My family knew he was sick, so we let him be alone in my parents’ room for the next few nights. On Wednesday night, April 1, my mom told me he was calling his doctor to discuss the possibility of getting tested. 

My dad spoke with a telehealth doctor and got on a teleconference with them to answer some questions about his symptoms. They prescribed him some cough medicine — which, according to him, did nothing — and decided he should go in the next morning to be tested. 

“I pulled outside the doctor’s office, and the doctor asked me to stay in the car. He walked out in full [personal protective equipment]” my dad said. “…He pulled out an iPad and started asking me for all my personal information, entered it into his computer, then pulled out a long swab.”

“He put the swab up my nose to a very uncomfortable point where the swab felt like it was touching my brain,” said my dad. 

My dad returned home that afternoon and went back up to his room to continue resting as he had been doing. The next morning he received a phone call from the Clackamas County Health Department, which we assumed meant that he had gotten the virus.

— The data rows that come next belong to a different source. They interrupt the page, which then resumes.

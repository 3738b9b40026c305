//! The permission service contract.

use crate::host::{CommandSender, OfflinePlayer, Player, PluginId, World};
use crate::resolve::{current_world, player_identifier, world_name};
use tracing::debug;

/// A permission backend.
///
/// Every world-scoped method takes `world: Option<&str>`; `None` addresses the
/// global namespace. Players are addressed by canonical identifier.
///
/// Mutations report success as `bool`. Removing something that is not there
/// returns `false` and is never an error.
pub trait Permission: Send + Sync {
    /// Backend name for display and diagnostics.
    fn name(&self) -> &str;

    fn is_enabled(&self) -> bool;

    /// Whether the backend feeds the host's own permission checks.
    fn has_super_perms_compat(&self) -> bool;

    fn has_group_support(&self) -> bool;

    fn player_has(&self, world: Option<&str>, player: &str, permission: &str) -> bool;

    /// Grant a persistent permission. Granting one already held succeeds.
    fn player_add(&self, world: Option<&str>, player: &str, permission: &str) -> bool;

    fn player_remove(&self, world: Option<&str>, player: &str, permission: &str) -> bool;

    fn group_has(&self, world: Option<&str>, group: &str, permission: &str) -> bool;

    fn group_add(&self, world: Option<&str>, group: &str, permission: &str) -> bool;

    fn group_remove(&self, world: Option<&str>, group: &str, permission: &str) -> bool;

    fn player_in_group(&self, world: Option<&str>, player: &str, group: &str) -> bool;

    fn player_add_group(&self, world: Option<&str>, player: &str, group: &str) -> bool;

    fn player_remove_group(&self, world: Option<&str>, player: &str, group: &str) -> bool;

    fn player_groups(&self, world: Option<&str>, player: &str) -> Vec<String>;

    /// The group a player counts as when a feature needs exactly one.
    fn primary_group(&self, world: Option<&str>, player: &str) -> Option<String>;

    /// Every group the backend knows, regardless of world.
    fn groups(&self) -> Vec<String>;

    /// Plugin that owns this backend's session attachments.
    fn owner(&self) -> PluginId {
        PluginId::new(self.name())
    }

    /// Grant a permission for the current session only.
    ///
    /// Reuses the attachment this backend already holds on the player and
    /// only creates one when none exists, so there is at most one attachment
    /// per backend and player.
    fn player_add_transient(&self, player: &dyn Player, permission: &str) -> bool {
        let owner = self.owner();
        let attachment = player
            .attachments()
            .into_iter()
            .find(|a| a.owner() == &owner)
            .unwrap_or_else(|| player.add_attachment(&owner));

        attachment.set_permission(permission, true);
        debug!("{}: added transient '{}' via {}", self.name(), permission, owner);
        true
    }

    /// Revoke a session permission. Returns `false` when this backend holds
    /// no attachment on the player.
    fn player_remove_transient(&self, player: &dyn Player, permission: &str) -> bool {
        let owner = self.owner();
        match player.attachments().into_iter().find(|a| a.owner() == &owner) {
            Some(attachment) => {
                attachment.unset_permission(permission);
                debug!("{}: removed transient '{}' via {}", self.name(), permission, owner);
                true
            }
            None => false,
        }
    }
}

/// Host-object forms of the [`Permission`] operations.
///
/// Each method resolves its arguments and forwards to the canonical method
/// with no logic of its own. Unresolvable players fail closed.
pub trait PermissionExt: Permission {
    /// The host's own check for any command sender, bypassing the backend.
    fn has<S: CommandSender + ?Sized>(&self, sender: &S, permission: &str) -> bool {
        sender.has_permission(permission)
    }

    fn player_has_for<P: OfflinePlayer + ?Sized>(
        &self,
        world: Option<&str>,
        player: &P,
        permission: &str,
    ) -> bool {
        player_identifier(player).is_some_and(|id| self.player_has(world, &id, permission))
    }

    fn player_add_for<P: OfflinePlayer + ?Sized>(
        &self,
        world: Option<&str>,
        player: &P,
        permission: &str,
    ) -> bool {
        player_identifier(player).is_some_and(|id| self.player_add(world, &id, permission))
    }

    fn player_remove_for<P: OfflinePlayer + ?Sized>(
        &self,
        world: Option<&str>,
        player: &P,
        permission: &str,
    ) -> bool {
        player_identifier(player).is_some_and(|id| self.player_remove(world, &id, permission))
    }

    fn player_in_group_for<P: OfflinePlayer + ?Sized>(
        &self,
        world: Option<&str>,
        player: &P,
        group: &str,
    ) -> bool {
        player_identifier(player).is_some_and(|id| self.player_in_group(world, &id, group))
    }

    fn player_add_group_for<P: OfflinePlayer + ?Sized>(
        &self,
        world: Option<&str>,
        player: &P,
        group: &str,
    ) -> bool {
        player_identifier(player).is_some_and(|id| self.player_add_group(world, &id, group))
    }

    fn player_remove_group_for<P: OfflinePlayer + ?Sized>(
        &self,
        world: Option<&str>,
        player: &P,
        group: &str,
    ) -> bool {
        player_identifier(player).is_some_and(|id| self.player_remove_group(world, &id, group))
    }

    fn player_groups_for<P: OfflinePlayer + ?Sized>(
        &self,
        world: Option<&str>,
        player: &P,
    ) -> Vec<String> {
        player_identifier(player)
            .map(|id| self.player_groups(world, &id))
            .unwrap_or_default()
    }

    fn primary_group_for<P: OfflinePlayer + ?Sized>(
        &self,
        world: Option<&str>,
        player: &P,
    ) -> Option<String> {
        player_identifier(player).and_then(|id| self.primary_group(world, &id))
    }

    /// Session check through the host, like [`PermissionExt::has`].
    fn player_has_online<P: Player + ?Sized>(&self, player: &P, permission: &str) -> bool {
        player.has_permission(permission)
    }

    fn player_add_online<P: Player + ?Sized>(&self, player: &P, permission: &str) -> bool {
        self.player_add_for(current_world(player).as_deref(), player, permission)
    }

    fn player_remove_online<P: Player + ?Sized>(&self, player: &P, permission: &str) -> bool {
        self.player_remove_for(current_world(player).as_deref(), player, permission)
    }

    fn player_in_group_online<P: Player + ?Sized>(&self, player: &P, group: &str) -> bool {
        self.player_in_group_for(current_world(player).as_deref(), player, group)
    }

    fn player_add_group_online<P: Player + ?Sized>(&self, player: &P, group: &str) -> bool {
        self.player_add_group_for(current_world(player).as_deref(), player, group)
    }

    fn player_remove_group_online<P: Player + ?Sized>(&self, player: &P, group: &str) -> bool {
        self.player_remove_group_for(current_world(player).as_deref(), player, group)
    }

    fn player_groups_online<P: Player + ?Sized>(&self, player: &P) -> Vec<String> {
        self.player_groups_for(current_world(player).as_deref(), player)
    }

    fn primary_group_online<P: Player + ?Sized>(&self, player: &P) -> Option<String> {
        self.primary_group_for(current_world(player).as_deref(), player)
    }

    fn group_has_in<W: World + ?Sized>(
        &self,
        world: Option<&W>,
        group: &str,
        permission: &str,
    ) -> bool {
        self.group_has(world_name(world), group, permission)
    }

    fn group_add_in<W: World + ?Sized>(
        &self,
        world: Option<&W>,
        group: &str,
        permission: &str,
    ) -> bool {
        self.group_add(world_name(world), group, permission)
    }

    fn group_remove_in<W: World + ?Sized>(
        &self,
        world: Option<&W>,
        group: &str,
        permission: &str,
    ) -> bool {
        self.group_remove(world_name(world), group, permission)
    }

    /// Transient grant for a player who may be offline; offline players fail.
    fn player_add_transient_for<P: OfflinePlayer + ?Sized>(
        &self,
        player: &P,
        permission: &str,
    ) -> bool {
        player
            .as_online()
            .is_some_and(|online| self.player_add_transient(online, permission))
    }

    fn player_remove_transient_for<P: OfflinePlayer + ?Sized>(
        &self,
        player: &P,
        permission: &str,
    ) -> bool {
        player
            .as_online()
            .is_some_and(|online| self.player_remove_transient(online, permission))
    }
}

impl<T: Permission + ?Sized> PermissionExt for T {}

After they confirmed to my dad that he had tested positive, they proceeded to ask some questions with hopes to pinpoint where he could have contracted it. I knew that my dad had been on a total of four flights within 14 days of his symptoms appearing, so I was sure that’s where it came from.

Initially, I was shocked to hear that he did have a case of COVID-19. Originally it felt like this crazy possibility that I was almost sure wasn’t possible.

While my dad’s symptoms are nearly gone, I know others are not fortunate enough to say the same. “I’m a very healthy person,” he said. “I don’t hardly ever get sick. When I do, I usually power through it. This thing took me to my knees.”

I wondered if my dad had anything he wished he could say to people who aren’t taking this as seriously as they should. Personally, I felt a little angry that I’m still seeing people hanging out with each other, even more so now that the virus has affected my own family. 

“I would strongly, strongly suggest that everybody be super vigilant about staying away from anybody who’s older or anybody who has a compromised immune system,” said my dad.

I feel lucky and grateful that my family is healthy enough to endure this without any severe damage done to any of us; however, I know that not all families will be so lucky.

If you are reading this, please stay home. I know that it’s not ideal, but I truly believe that you will regret not taking this seriously if this strikes your family.

I miss my teachers, I miss my friends, I miss my grandparents, and more than anything I miss my life. More than ever before, I have a real sense of the impact of the coronavirus, and I hope that every single person can gain the same insight without their families being affected.